Это весьма примечательный документ, и написал его — следует помнить — страстный поклонник Байрона и Гофмана. Обратите внимание, какие эпитеты он применяет к Расину: «пламенный», «страстный», «влюбленный в идеалы». Высшая оценка, данная «Федре», убедительна и обоснована (возможно, убежденности Достоевскому прибавляло то, что эту пьесу переводил на немецкий Шиллер). Еще более показателен абзац о Корнеле. Факт знакомства Достоевского с «Клеопатрой» Жоделя уже сам по себе поразителен, но по-настоящему впечатляет, когда он ссылается на эту пьесу, защищая архаичную, грубой обработки технику Корнеля. Более того, он увидел, что раннего Корнеля правильнее соотносить с Сенекой, а не с афинской трагедией, и что это соотнесение делает возможным сравнение с Шекспиром. Наконец, величайший интерес представляет то, что Достоевский проводит связь между Корнелем — и, в частности, «Сидом» — и понятием романтизма. Подобная оценка соответствует современным трактовкам Корнеля — как у Бразийака[83]

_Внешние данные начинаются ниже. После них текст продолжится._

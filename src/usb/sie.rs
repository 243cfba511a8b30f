// This Source Code Form is subject to the terms of the Mozilla Public
// License, v. 2.0. If a copy of the MPL was not distributed with this
// file, You can obtain one at https://mozilla.org/MPL/2.0/.

//! Serial Interface Engine command channel.
//!
//! The LPC13xx USB block does not expose endpoint state as plain registers.
//! Instead, most things go through a tiny command protocol spoken over two
//! registers: you write a command code into CMDCODE, wait for the engine to
//! say it has taken it (CC_EMPTY in the device interrupt status), and then
//! optionally either write one data byte the same way or ask for a byte back
//! and wait for CD_FULL before reading it out of CMDDATA.
//!
//! The engine always completes these handshakes within a few USB clocks, so
//! the waits here are unbounded. Everything is strictly synchronous.
//!
//! Endpoint numbers in this module are *physical* endpoint numbers, which on
//! this part means `2 * logical + direction` with IN as 1. EP0 OUT is 0, EP0
//! IN is 1, and so on.

use bitflags::bitflags;

/// Access to the USB device controller's registers.
///
/// Implemented over the real register block in firmware and over a simulated
/// engine in tests. Methods map one-to-one onto register accesses; reads with
/// side effects take `&mut self`.
pub trait UsbRegisters {
    /// DEVINTST.
    fn interrupt_status(&self) -> u32;
    /// DEVINTCLR.
    fn clear_interrupts(&mut self, bits: u32);
    /// DEVINTSET.
    fn set_interrupts(&mut self, bits: u32);
    /// DEVINTEN.
    fn enable_interrupts(&mut self, bits: u32);
    /// CMDCODE.
    fn write_command(&mut self, word: u32);
    /// CMDDATA.
    fn read_command_data(&mut self) -> u32;
    /// CTRL. Selects the logical endpoint and direction for the packet
    /// registers below.
    fn select_buffer(&mut self, word: u32);
    /// RXPLEN.
    fn rx_packet_length(&mut self) -> u32;
    /// RXDATA. Each read pops one word.
    fn read_rx_word(&mut self) -> u32;
    /// TXPLEN.
    fn write_tx_length(&mut self, len: u32);
    /// TXDATA.
    fn write_tx_word(&mut self, word: u32);
}

bitflags! {
    /// Bits of the device interrupt registers (DEVINTST/EN/CLR/SET).
    #[derive(Copy, Clone, Debug, PartialEq, Eq)]
    pub struct DevInt: u32 {
        const FRAME = 1 << 0;
        const EP0 = 1 << 1;
        const EP1 = 1 << 2;
        const EP2 = 1 << 3;
        const EP3 = 1 << 4;
        const EP4 = 1 << 5;
        const EP5 = 1 << 6;
        const EP6 = 1 << 7;
        const EP7 = 1 << 8;
        const DEV_STAT = 1 << 9;
        /// The engine has consumed the last CMDCODE write.
        const CC_EMPTY = 1 << 10;
        /// CMDDATA holds a byte for us.
        const CD_FULL = 1 << 11;
    }

    /// Result of Select Endpoint.
    #[derive(Copy, Clone, Debug, PartialEq, Eq)]
    pub struct EndpointStatus: u8 {
        /// For OUT, a packet is waiting. For IN, no buffer is free.
        const FULL = 1 << 0;
        const STALLED = 1 << 1;
        /// The waiting OUT packet arrived in a SETUP token.
        const SETUP = 1 << 2;
        /// A SETUP packet overwrote an unread one.
        const OVERWRITTEN = 1 << 3;
    }

    /// Argument to Set Endpoint Status.
    #[derive(Copy, Clone, Debug, PartialEq, Eq)]
    pub struct EndpointControl: u8 {
        const STALL = 1 << 0;
        const DISABLED = 1 << 5;
        /// Stalls both halves of a control endpoint until the next SETUP.
        const CONDITIONAL_STALL = 1 << 7;
    }

    /// Device status byte (Set/Get Device Status).
    #[derive(Copy, Clone, Debug, PartialEq, Eq)]
    pub struct DeviceStatus: u8 {
        /// Drives the soft-connect pin.
        const CONNECT = 1 << 0;
        const CONNECT_CHANGE = 1 << 1;
        const SUSPEND = 1 << 2;
        const SUSPEND_CHANGE = 1 << 3;
        const BUS_RESET = 1 << 4;
    }
}

/// SIE command codes. Endpoint commands add the physical endpoint number.
pub mod cmd {
    pub const SET_ADDRESS: u8 = 0xD0;
    pub const CONFIGURE_DEVICE: u8 = 0xD8;
    pub const SET_MODE: u8 = 0xF3;
    pub const SET_DEVICE_STATUS: u8 = 0xFE;
    pub const GET_DEVICE_STATUS: u8 = 0xFE;
    pub const GET_ERROR_CODE: u8 = 0xFF;
    pub const SELECT_ENDPOINT: u8 = 0x00;
    pub const SELECT_ENDPOINT_CLEAR: u8 = 0x40;
    pub const SET_ENDPOINT_STATUS: u8 = 0x40;
    pub const CLEAR_BUFFER: u8 = 0xF2;
    pub const VALIDATE_BUFFER: u8 = 0xFA;
}

/// CMDCODE phase field.
const PHASE_COMMAND: u32 = 0x0500;
const PHASE_WRITE: u32 = 0x0100;
const PHASE_READ: u32 = 0x0200;

pub struct Sie<R> {
    regs: R,
}

impl<R: UsbRegisters> Sie<R> {
    pub fn new(regs: R) -> Self {
        Self { regs }
    }

    pub fn regs(&self) -> &R {
        &self.regs
    }

    pub fn regs_mut(&mut self) -> &mut R {
        &mut self.regs
    }

    pub fn interrupt_status(&self) -> DevInt {
        DevInt::from_bits_truncate(self.regs.interrupt_status())
    }

    pub fn clear_interrupts(&mut self, bits: DevInt) {
        self.regs.clear_interrupts(bits.bits());
    }

    pub fn set_interrupts(&mut self, bits: DevInt) {
        self.regs.set_interrupts(bits.bits());
    }

    pub fn enable_interrupts(&mut self, bits: DevInt) {
        self.regs.enable_interrupts(bits.bits());
    }

    fn wait_for(&self, flag: DevInt) {
        while !self.interrupt_status().contains(flag) {}
    }

    pub fn send_command(&mut self, code: u8) {
        self.clear_interrupts(DevInt::CC_EMPTY | DevInt::CD_FULL);
        self.regs.write_command(u32::from(code) << 16 | PHASE_COMMAND);
        self.wait_for(DevInt::CC_EMPTY);
    }

    pub fn send_data(&mut self, data: u8) {
        self.clear_interrupts(DevInt::CC_EMPTY | DevInt::CD_FULL);
        self.regs.write_command(u32::from(data) << 16 | PHASE_WRITE);
        self.wait_for(DevInt::CC_EMPTY);
    }

    /// Reads back the data byte produced by command `code`, which must be the
    /// command most recently sent.
    pub fn receive_data(&mut self, code: u8) -> u8 {
        self.clear_interrupts(DevInt::CC_EMPTY | DevInt::CD_FULL);
        self.regs.write_command(u32::from(code) << 16 | PHASE_READ);
        self.wait_for(DevInt::CD_FULL);
        self.regs.read_command_data() as u8
    }

    fn command_read(&mut self, code: u8) -> u8 {
        self.send_command(code);
        self.receive_data(code)
    }

    fn command_write(&mut self, code: u8, data: u8) {
        self.send_command(code);
        self.send_data(data);
    }

    /// The new address takes effect once the status stage of the current
    /// control transfer completes.
    pub fn set_address(&mut self, enable: bool, address: u8) {
        let enable = if enable { 0x80 } else { 0 };
        self.command_write(cmd::SET_ADDRESS, enable | (address & 0x7F));
    }

    /// Until configured, the engine only answers on the control endpoint.
    pub fn configure_device(&mut self, configured: bool) {
        self.command_write(cmd::CONFIGURE_DEVICE, u8::from(configured));
    }

    pub fn set_mode(&mut self, mode: u8) {
        self.command_write(cmd::SET_MODE, mode);
    }

    pub fn set_device_status(&mut self, status: DeviceStatus) {
        self.command_write(cmd::SET_DEVICE_STATUS, status.bits());
    }

    /// Also clears the DEV_STAT interrupt cause.
    pub fn device_status(&mut self) -> DeviceStatus {
        DeviceStatus::from_bits_retain(self.command_read(cmd::GET_DEVICE_STATUS))
    }

    pub fn error_code(&mut self) -> u8 {
        self.command_read(cmd::GET_ERROR_CODE)
    }

    /// Makes `ep` the target of later buffer commands and reports its state.
    pub fn select_endpoint(&mut self, ep: u8) -> EndpointStatus {
        EndpointStatus::from_bits_retain(self.command_read(cmd::SELECT_ENDPOINT + ep))
    }

    /// As `select_endpoint`, also acknowledging the endpoint's interrupt.
    pub fn select_endpoint_clear(&mut self, ep: u8) -> EndpointStatus {
        EndpointStatus::from_bits_retain(self.command_read(cmd::SELECT_ENDPOINT_CLEAR + ep))
    }

    pub fn set_endpoint_status(&mut self, ep: u8, control: EndpointControl) {
        self.command_write(cmd::SET_ENDPOINT_STATUS + ep, control.bits());
    }

    /// Frees the selected OUT buffer for the next packet. Returns non-zero if
    /// a SETUP overwrote the packet before it was cleared.
    pub fn clear_buffer(&mut self) -> u8 {
        self.command_read(cmd::CLEAR_BUFFER)
    }

    /// Hands the selected IN buffer to the engine for transmission.
    pub fn validate_buffer(&mut self) {
        self.send_command(cmd::VALIDATE_BUFFER);
    }
}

, например — и актуальному сегодня представлению о «романтических» чертах в героике, испанском колорите и риторической приподнятости французской доклассической литературы.Хотя Достоевский не утратил связи с Расином («он великий поэт, хотим или не хотим мы этого с вами», говорит герой «Игрока»), влияние Корнеля в его творчестве все же проглядывает сильнее. В черновиках и набросках к последней части «Братьев Карамазовых», например, мы находим следующую запись: «Грушенька Светлова, Катя: Rome unique objet de mon ressentiment»[84]
. Это, разумеется, отсылка к первой строчке проклятий Камиллы в адрес Рима из корнелевского «Горация». Возможно, Достоевский отталкивался от этой фразы, выстраивая черновой материал для сцены внезапного столкновения Кати и Грушеньки у Мити в арестантской больничной палате. В строчке из «Горация» звучит точно найденная нота беспощадности:«Катя стремительно шагнула к дверям, но, поравнявшись с Грушенькой, вдруг остановилась, вся побелела, как мел, и тихо, почти шепотом, простонала ей:
— Простите меня!
Та посмотрела на нее в упор и, переждав мгновение, ядовитым, отравленным злобой голосом ответила:
— Злы мы, мать, с тобой! Обе злы! Где уж нам простить, тебе да мне? Вот спаси его, и всю жизнь молиться на тебя буду.
— А простить не хочешь! — прокричал Митя Грушеньке, с безумным упреком».
Таинственная пометка Достоевского, конечно, могла относиться и к внезапному мстительному порыву Кати, к ее обвинительному заявлению на суде. В любом случае автор мысленно прибегает к Корнелю, дабы оформить и зафиксировать некий момент в своем творческом процессе. То есть, настолько глубоко корнелевский текст был внедрен в ткани его сознания.
Позвольте считать приведенный пример одной из многочисленных иллюстраций к нашему главному тезису: восприимчивость Достоевского, модели его воображения, его лингвистическая стратегия — все было пронизано драматургией в большей, пожалуй, степени, чем у любого другого сравнимого по масштабам романиста. Отношения Достоевского с драмой — в плане фокуса зрения и выстраивания событий — аналогичны отношениям Толстого с эпопеей. Эти отношения характеризуют его индивидуальный гений в той же мере, в какой отличают его от Толстого. Привычка Достоевского (как и у Диккенса) имитировать при письме мимику персонажей — это наглядное проявление драматургического темперамента. То, как он умел управлять атмосферой трагического, вся его «трагическая философия» — это характерные проявления восприимчивости, которая переживала и преобразовывала материал через драматургию. То же относится и ко всей жизни Достоевского — от юношеских опытов и постановок, описанных в «Записках из мертвого дома», до осознанного и подробного использования приемов «Гамлета» и шиллеровских «Разбойников» в работе с динамикой «Братьев Карамазовых». Томас Манн писал, что романы Достоевского — это «грандиозные драмы, построенные по законам сцены, — драмы, в которых действие, раскрывающее самые темные глубины человеческой души и нередко развертывающееся в течение всего лишь нескольких дней, развивается в сверхреалистических и лихорадочных диалогах»[85]
. То, что эти «грандиозные драмы» можно действительно ставить на сцене, осознали довольно скоро; первый спектакль по «Преступлению и наказанию» был показан в Лондоне в 1910 году. Говоря о «Карамазовых», Андре Жид отметил: «Среди созданий фантазии, среди героев истории нет таких, которые заслуживали бы [переноса на сцену] в большей степени»[86].